En ce qui concerne l’oubli de la langue maternelle française, les données observées ne permettent pas de constater de variations significatives en fonction du groupe d’âge ni de la scolarité[16]. Il semble que la seule variable qui génère une différence significative soit la province de résidence. En considérant d’une part les provinces où sont concentrés la grande majorité des francophones au Canada (Québec, Ontario et Nouveau-Brunswick) et d’autre part les autres provinces, on observe une importante différence dans l’oubli de la langue maternelle française : 0,4 % dans le premier cas et près de 10 % dans l’autre (tableau 3). Le phénomène qui affecte réellement le taux d’oubli de la langue maternelle française est, selon toute vraisemblance, la concentration de francophones[17], mais les variables de l’ESG ne permettent pas une analyse directe en fonction de ce facteur. Il importe toutefois de constater que pour les provinces autres que le Québec, l’Ontario et le Nouveau-Brunswick, l’estimation du taux d’oubli de la langue maternelle française est deux fois plus élevée que ce que Lachapelle (1987) a observé à partir des données de 1985, et qu’elle atteint l’estimation maximale qu’il a produite à partir des données de 1986 (Lachapelle, 1991)[18].
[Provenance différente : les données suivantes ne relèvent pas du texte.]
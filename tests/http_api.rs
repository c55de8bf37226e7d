use std::sync::Arc;
use std::time::Duration;

use axum::body::{to_bytes, Body};
use axum::http::{Method, Request, StatusCode};
use axum::Router;
use cdp_adapter::testing::FakeChrome;
use cdpctl::server::{build_router, ServeState};
use cdpctl::{AppConfig, AppContext};
use serde_json::{json, Value};
use tower::ServiceExt;

fn context(chrome_port: u16) -> Arc<AppContext> {
    let mut config = AppConfig::default();
    config.chrome.port = chrome_port;
    config.chrome.auto_launch = false;
    config.transport.max_reconnect_attempts = 1;
    config.transport.reconnect_base_delay_ms = 10;
    Arc::new(AppContext::new(config))
}

async fn send(router: &Router, method: Method, uri: &str, body: Option<Value>) -> (StatusCode, Value) {
    let request = Request::builder()
        .method(method)
        .uri(uri)
        .header("content-type", "application/json")
        .body(match body {
            Some(body) => Body::from(body.to_string()),
            None => Body::empty(),
        })
        .unwrap();
    let response = router.clone().oneshot(request).await.unwrap();
    let status = response.status();
    let bytes = to_bytes(response.into_body(), usize::MAX).await.unwrap();
    let value = if bytes.is_empty() {
        Value::Null
    } else {
        serde_json::from_slice(&bytes).unwrap_or_else(|_| Value::String(String::from_utf8_lossy(&bytes).into_owned()))
    };
    (status, value)
}

#[tokio::test(flavor = "multi_thread", worker_threads = 2)]
async fn health_and_stats_report_configuration() {
    let chrome = FakeChrome::start();
    let router = build_router(ServeState::new(context(chrome.port())));

    let (status, body) = send(&router, Method::GET, "/health", None).await;
    assert_eq!(status, StatusCode::OK);
    assert_eq!(body["status"], "ok");
    assert_eq!(body["chrome_port"], chrome.port());

    let (status, body) = send(&router, Method::GET, "/stats", None).await;
    assert_eq!(status, StatusCode::OK);
    assert_eq!(body["registry"]["total"], 0);
    assert!(body["scheduler"].is_null());
}

#[tokio::test(flavor = "current_thread")]
async fn browser_work_stays_off_the_runtime_thread() {
    let chrome = FakeChrome::start();
    let router = build_router(ServeState::new(context(chrome.port())));

    let (status, body) = send(
        &router,
        Method::POST,
        "/api/cdp",
        Some(json!({"method": "Browser.getVersion"})),
    )
    .await;
    assert_eq!(status, StatusCode::OK);
    assert_eq!(body["result"]["method"], "Browser.getVersion");

    let (status, body) = send(&router, Method::GET, "/stats", None).await;
    assert_eq!(status, StatusCode::OK);
    assert_eq!(body["connected"], true);
}

#[tokio::test(flavor = "multi_thread", worker_threads = 2)]
async fn cdp_calls_map_outcomes_to_statuses() {
    let chrome = FakeChrome::start();
    let router = build_router(ServeState::new(context(chrome.port())));

    let (status, body) = send(
        &router,
        Method::POST,
        "/api/cdp",
        Some(json!({"method": "Page.navigate", "params": {"url": "about:blank"}})),
    )
    .await;
    assert_eq!(status, StatusCode::OK);
    assert_eq!(body["result"]["method"], "Page.navigate");

    // the browser answered, so a CDP error is not an HTTP error
    let (status, body) = send(&router, Method::POST, "/api/cdp", Some(json!({"method": "Test.error"}))).await;
    assert_eq!(status, StatusCode::OK);
    assert_eq!(body["error"]["message"], "boom");

    let (status, body) = send(
        &router,
        Method::POST,
        "/api/cdp",
        Some(json!({"method": "Test.silent", "timeout_ms": 100})),
    )
    .await;
    assert_eq!(status, StatusCode::GATEWAY_TIMEOUT);
    assert_eq!(body["error"]["kind"], "ReplyTimeout");

    let (status, _) = send(&router, Method::POST, "/api/cdp", Some(json!({"method": " "}))).await;
    assert_eq!(status, StatusCode::BAD_REQUEST);
    assert_eq!(chrome.connections(), 1);
}

#[tokio::test(flavor = "multi_thread", worker_threads = 2)]
async fn unreachable_browser_is_a_bad_gateway() {
    let router = build_router(ServeState::new(context(cdp_adapter::testing::closed_port())));
    let (status, body) = send(&router, Method::POST, "/api/cdp", Some(json!({"method": "Page.reload"}))).await;
    assert_eq!(status, StatusCode::BAD_GATEWAY);
    assert!(body["error"]["message"].as_str().unwrap().contains("not running"));
}

#[tokio::test(flavor = "multi_thread", worker_threads = 2)]
async fn unknown_instances_and_tasks_are_not_found() {
    let chrome = FakeChrome::start();
    let router = build_router(ServeState::new(context(chrome.port())));

    let (status, body) = send(&router, Method::GET, "/instances", None).await;
    assert_eq!(status, StatusCode::OK);
    assert_eq!(body, json!([]));

    let (status, _) = send(&router, Method::DELETE, "/instances/99", None).await;
    assert_eq!(status, StatusCode::NOT_FOUND);
    let (status, _) = send(&router, Method::GET, "/tasks/1", None).await;
    assert_eq!(status, StatusCode::NOT_FOUND);

    let (status, _) = send(&router, Method::POST, "/tasks", Some(json!({"type": "stub"}))).await;
    assert_eq!(status, StatusCode::SERVICE_UNAVAILABLE);
}

#[tokio::test(flavor = "multi_thread", worker_threads = 2)]
async fn metrics_are_exposed() {
    let chrome = FakeChrome::start();
    let router = build_router(ServeState::new(context(chrome.port())));
    send(&router, Method::POST, "/api/cdp", Some(json!({"method": "Page.reload"}))).await;

    let (status, body) = send(&router, Method::GET, "/metrics", None).await;
    assert_eq!(status, StatusCode::OK);
    assert!(body.as_str().unwrap().contains("cdpctl_cdp_commands_total"));
}

#[cfg(unix)]
#[tokio::test(flavor = "multi_thread", worker_threads = 2)]
async fn instance_lifecycle_and_task_submission() {
    use cdpctl_registry::CommandSpawner;

    let temp = tempfile::tempdir().unwrap();
    let mut config = AppConfig::default();
    config.chrome.auto_launch = false;
    config.registry.base_port = 42_100;
    config.registry.temp_root = Some(temp.path().to_path_buf());
    config.registry.kill_grace = Duration::from_secs(2);
    let ctx = Arc::new(AppContext::with_spawner(
        config,
        Arc::new(CommandSpawner::new("sleep", &["30"])),
    ));
    let router = build_router(ServeState::new(Arc::clone(&ctx)));

    let (status, instance) = send(&router, Method::POST, "/instances", None).await;
    assert_eq!(status, StatusCode::CREATED);
    assert_eq!(instance["status"], "running");
    let id = instance["instance_id"].as_u64().unwrap();

    let (status, list) = send(&router, Method::GET, "/instances", None).await;
    assert_eq!(status, StatusCode::OK);
    assert_eq!(list.as_array().unwrap().len(), 1);

    let (status, accepted) = send(
        &router,
        Method::POST,
        "/tasks",
        Some(json!({"type": "stub", "priority": "high"})),
    )
    .await;
    assert_eq!(status, StatusCode::ACCEPTED);
    let task_id = accepted["task_id"].as_u64().unwrap();

    let mut task = Value::Null;
    for _ in 0..100 {
        let (_, body) = send(&router, Method::GET, &format!("/tasks/{task_id}"), None).await;
        task = body;
        if task["status"] == "completed" {
            break;
        }
        tokio::time::sleep(Duration::from_millis(20)).await;
    }
    assert_eq!(task["status"], "completed");
    assert_eq!(task["result"]["type"], "stub");
    assert_eq!(task["instance_id"].as_u64(), Some(id));

    let (status, body) = send(&router, Method::DELETE, &format!("/instances/{id}?force=true"), None).await;
    assert_eq!(status, StatusCode::OK);
    assert_eq!(body["killed"].as_u64(), Some(id));
    let (status, _) = send(&router, Method::GET, &format!("/instances/{id}"), None).await;
    assert_eq!(status, StatusCode::NOT_FOUND);

    tokio::task::spawn_blocking(move || ctx.shutdown()).await.unwrap();
}
#[cfg(test)]
mod tests {
    use super::*;
    use cdp_adapter::testing::FakeChrome;
    use serde_json::json;
    use std::thread;
    use std::time::Duration;

    fn context_for(chrome: &FakeChrome) -> AppContext {
        let mut config = AppConfig::default();
        config.chrome.port = chrome.port();
        config.chrome.auto_launch = false;
        AppContext::new(config)
    }

    #[test]
    fn call_reuses_one_connection() {
        let chrome = FakeChrome::start();
        let ctx = context_for(&chrome);

        let reply = ctx.call("Page.navigate", Some(json!({"url": "about:blank"})), 0).unwrap();
        assert_eq!(reply.get_str("result.method"), Some("Page.navigate"));
        let reply = ctx.call("Test.error", None, 0).unwrap();
        assert_eq!(reply.domain_error().unwrap().message, "boom");
        assert!(ctx.send("Page.reload", None).unwrap() > 0);

        assert_eq!(chrome.connections(), 1);
        assert!(ctx.stats().connected);
    }

    #[test]
    fn new_page_uses_browser_target() {
        let chrome = FakeChrome::start();
        let ctx = context_for(&chrome);
        assert_eq!(ctx.new_page().unwrap(), "FAKE-TARGET-1");
        assert_eq!(ctx.targets().unwrap().len(), 1);
    }

    #[test]
    fn missing_browser_without_auto_launch_is_reported() {
        let mut config = AppConfig::default();
        config.chrome.port = cdp_adapter::testing::closed_port();
        config.chrome.auto_launch = false;
        let ctx = AppContext::new(config);
        let err = ctx.call("Page.reload", None, 0).unwrap_err();
        assert!(err.hint.unwrap_or_default().contains("not running"));
    }

    #[test]
    fn scheduler_needs_running_instances() {
        let chrome = FakeChrome::start();
        let ctx = context_for(&chrome);
        assert!(matches!(
            ctx.start_scheduler(),
            Err(cdpctl_scheduler::SchedulerError::PoolEmpty)
        ));
        assert!(ctx.scheduler().is_none());
        ctx.shutdown();
    }

    #[cfg(unix)]
    fn sleeper_context(temp: &std::path::Path, base_port: u16) -> AppContext {
        use cdpctl_registry::CommandSpawner;

        let mut config = AppConfig::default();
        config.chrome.auto_launch = false;
        config.registry.base_port = base_port;
        config.registry.temp_root = Some(temp.join("cdp_chrome"));
        config.registry.startup_grace = Duration::from_millis(50);
        config.registry.kill_grace = Duration::from_secs(2);
        config.registry.auto_restart = true;
        config.scheduler.workers = 1;
        config.scheduler.max_retries = 0;
        AppContext::with_spawner(config, Arc::new(CommandSpawner::new("sleep", &["30"])))
    }

    #[cfg(unix)]
    #[test]
    fn restarted_instance_serves_tasks_again() {
        use cdpctl_scheduler::{Priority, TaskStatus};
        use std::process::Command;

        let temp = tempfile::tempdir().unwrap();
        let ctx = sleeper_context(temp.path(), 43_100);
        let instance = ctx.launch_instance(None).unwrap();
        let scheduler = ctx.start_scheduler().unwrap();

        let status = Command::new("kill")
            .args(["-9", &instance.pid.unwrap().to_string()])
            .status()
            .unwrap();
        assert!(status.success());
        thread::sleep(Duration::from_millis(100));

        let report = ctx.registry().check_all();
        assert_eq!(report, vec![(instance.instance_id, false)]);
        let restarted = ctx.registry().get(instance.instance_id).unwrap();
        assert!(restarted.is_running());
        assert_eq!(restarted.restart_count, 1);
        assert_ne!(restarted.pid, instance.pid);

        let entry = scheduler.pool().entries().remove(0);
        assert!(entry.is_healthy);
        assert!(entry.is_available);

        let id = scheduler
            .submit_task("ping", json!({}), Priority::Normal)
            .unwrap();
        assert!(scheduler.wait_for_all_tasks(Duration::from_secs(5)));
        let task = scheduler.get_task(id).unwrap();
        assert_eq!(task.status, TaskStatus::Completed);
        assert_eq!(task.instance_id, Some(instance.instance_id));
        ctx.shutdown();
    }

    #[cfg(unix)]
    #[test]
    fn killing_a_busy_instance_retires_it_after_the_task() {
        use cdpctl_scheduler::{Lease, Priority, SchedulerError, Task, TaskStatus};
        use std::sync::mpsc;

        let temp = tempfile::tempdir().unwrap();
        let ctx = sleeper_context(temp.path(), 43_200);
        let instance = ctx.launch_instance(None).unwrap();
        let scheduler = ctx.start_scheduler().unwrap();

        let (started_tx, started_rx) = mpsc::channel::<u32>();
        let (finish_tx, finish_rx) = mpsc::channel::<()>();
        let finish_rx = Mutex::new(finish_rx);
        scheduler.register_handler(
            "hold",
            Arc::new(move |_task: &Task, lease: &Lease| -> Result<Value, SchedulerError> {
                let _ = started_tx.send(lease.instance_id);
                let _ = finish_rx.lock().recv_timeout(Duration::from_secs(5));
                Ok(json!({"held": lease.instance_id}))
            }),
        );

        let id = scheduler
            .submit_task("hold", json!({}), Priority::Normal)
            .unwrap();
        let leased = started_rx.recv_timeout(Duration::from_secs(5)).unwrap();
        assert_eq!(leased, instance.instance_id);

        ctx.kill_instance(instance.instance_id, true).unwrap();
        let entry = scheduler.pool().entries().remove(0);
        assert!(entry.retiring);
        assert!(!entry.is_healthy);
        assert_eq!(scheduler.pool().available_count(), 0);

        finish_tx.send(()).unwrap();
        assert!(scheduler.wait_for_all_tasks(Duration::from_secs(5)));
        assert_eq!(scheduler.get_task(id).unwrap().status, TaskStatus::Completed);
        assert!(scheduler.pool().is_empty());
        assert!(ctx.registry().get(instance.instance_id).is_err());
        ctx.shutdown();
    }
}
La situation est différente en ce qui a trait aux tierces langues[19]. Les observations selon la province de résidence ne génèrent généralement pas de différences significatives. La seule exception concerne le Québec et l’Ontario où l’oubli des tierces langues maternelles est légèrement mais significativement plus faible[20] (tableau 4).
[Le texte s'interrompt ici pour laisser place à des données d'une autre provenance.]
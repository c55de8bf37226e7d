use axum::{
    body::Bytes,
    extract::{Path, Query, State},
    http::StatusCode,
    routing::get,
    Json, Router,
};
use cdpctl_registry::{ChromeInstance, InstanceConfig};
use serde::Deserialize;
use serde_json::{json, Value};
use tracing::info;

use crate::errors::{AppError, AppResult};
use crate::server::ServeState;

#[derive(Debug, Default, Deserialize)]
pub(crate) struct KillQuery {
    #[serde(default)]
    force: bool,
}

pub(crate) fn router() -> Router<ServeState> {
    Router::new()
        .route("/instances", get(list_handler).post(launch_handler))
        .route(
            "/instances/:instance_id",
            get(get_handler).delete(kill_handler),
        )
}

async fn list_handler(State(state): State<ServeState>) -> Json<Vec<ChromeInstance>> {
    Json(state.context().registry().list())
}

/// An empty body launches with the registry defaults.
async fn launch_handler(
    State(state): State<ServeState>,
    body: Bytes,
) -> AppResult<(StatusCode, Json<ChromeInstance>)> {
    let config = if body.iter().all(u8::is_ascii_whitespace) {
        None
    } else {
        let config: InstanceConfig = serde_json::from_slice(&body)
            .map_err(|err| AppError::BadRequest(format!("invalid instance config: {err}")))?;
        Some(config)
    };
    let instance = state
        .blocking(move |ctx| {
            let instance = ctx.launch_instance(config)?;
            ctx.start_health_monitor()?;
            Ok(instance)
        })
        .await?;
    info!(
        target: "cdpctl-http",
        instance = instance.instance_id,
        port = instance.debug_port,
        "instance launched"
    );
    Ok((StatusCode::CREATED, Json(instance)))
}

async fn get_handler(
    State(state): State<ServeState>,
    Path(instance_id): Path<u32>,
) -> AppResult<Json<ChromeInstance>> {
    Ok(Json(state.context().registry().get(instance_id)?))
}

async fn kill_handler(
    State(state): State<ServeState>,
    Path(instance_id): Path<u32>,
    Query(query): Query<KillQuery>,
) -> AppResult<Json<Value>> {
    let force = query.force;
    state
        .blocking(move |ctx| Ok(ctx.kill_instance(instance_id, force)?))
        .await?;
    Ok(Json(json!({ "killed": instance_id, "force": force })))
}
À l’instar de ce qui a été observé à propos de la langue maternelle française, le niveau de scolarité n’est pas un facteur important dans l’oubli des tierces langues maternelles. Les faibles différences observées entre les catégories[21] ne sont pas statistiquement significatives. En ce qui concerne les groupes d’âge, les différences observées sont faibles, bien que statistiquement significatives. Ainsi, concernant les tierces langues, l’oubli de la langue maternelle croît légèrement avec l’âge, passant de 1,9 % pour les personnes de 15 à 44 ans à 3,0 % pour les personnes de 45 à 64 ans et 5,6 % pour les personnes de 65 ans et plus (voir le tableau 5).
Bien que la catégorie des tierces langues regroupe les langues endogènes (autochtones) et les langues exogènes (immigrantes), on peut observer les taux d’oubli de la langue maternelle en fonction du pays de naissance et du pays de naissance des parents[22]. Comme on observe au tableau 6, les personnes de tierce langue maternelle nées au Canada (7,9 %) oublient leur langue maternelle dans une proportion beaucoup plus élevée que celles nées à l’extérieur du pays (1,9 % pour les personnes nées ailleurs en Amérique du Nord ou en Europe et moins de 1 % pour les personnes nées ailleurs). Ainsi, le phénomène de l’oubli de la langue maternelle affecte assez peu les immigrants.
Le tableau 7 confirme que l’oubli d’une tierce langue maternelle affecte principalement les Canadiens de deuxième génération ou plus. Plus précisément, ce sont les Canadiens de troisième génération ou plus qui oublient le plus leur tierce langue maternelle (14,8 %)[23]. Dans ce cas et dans celui des personnes nées au Canada dont un seul des deux parents est né à l’extérieur du pays (13,6 %), le taux d’oubli de la tierce langue maternelle est largement au-dessus de celui observé par Lachapelle (1987) pour les tierces langues en général. Ce sont les groupes de population qui sont les plus affectés par le phénomène de l’oubli de la langue maternelle, avec les francophones vivant dans les provinces où leur concentration est la plus faible (9,9 %), comme l’illustre le graphique 2.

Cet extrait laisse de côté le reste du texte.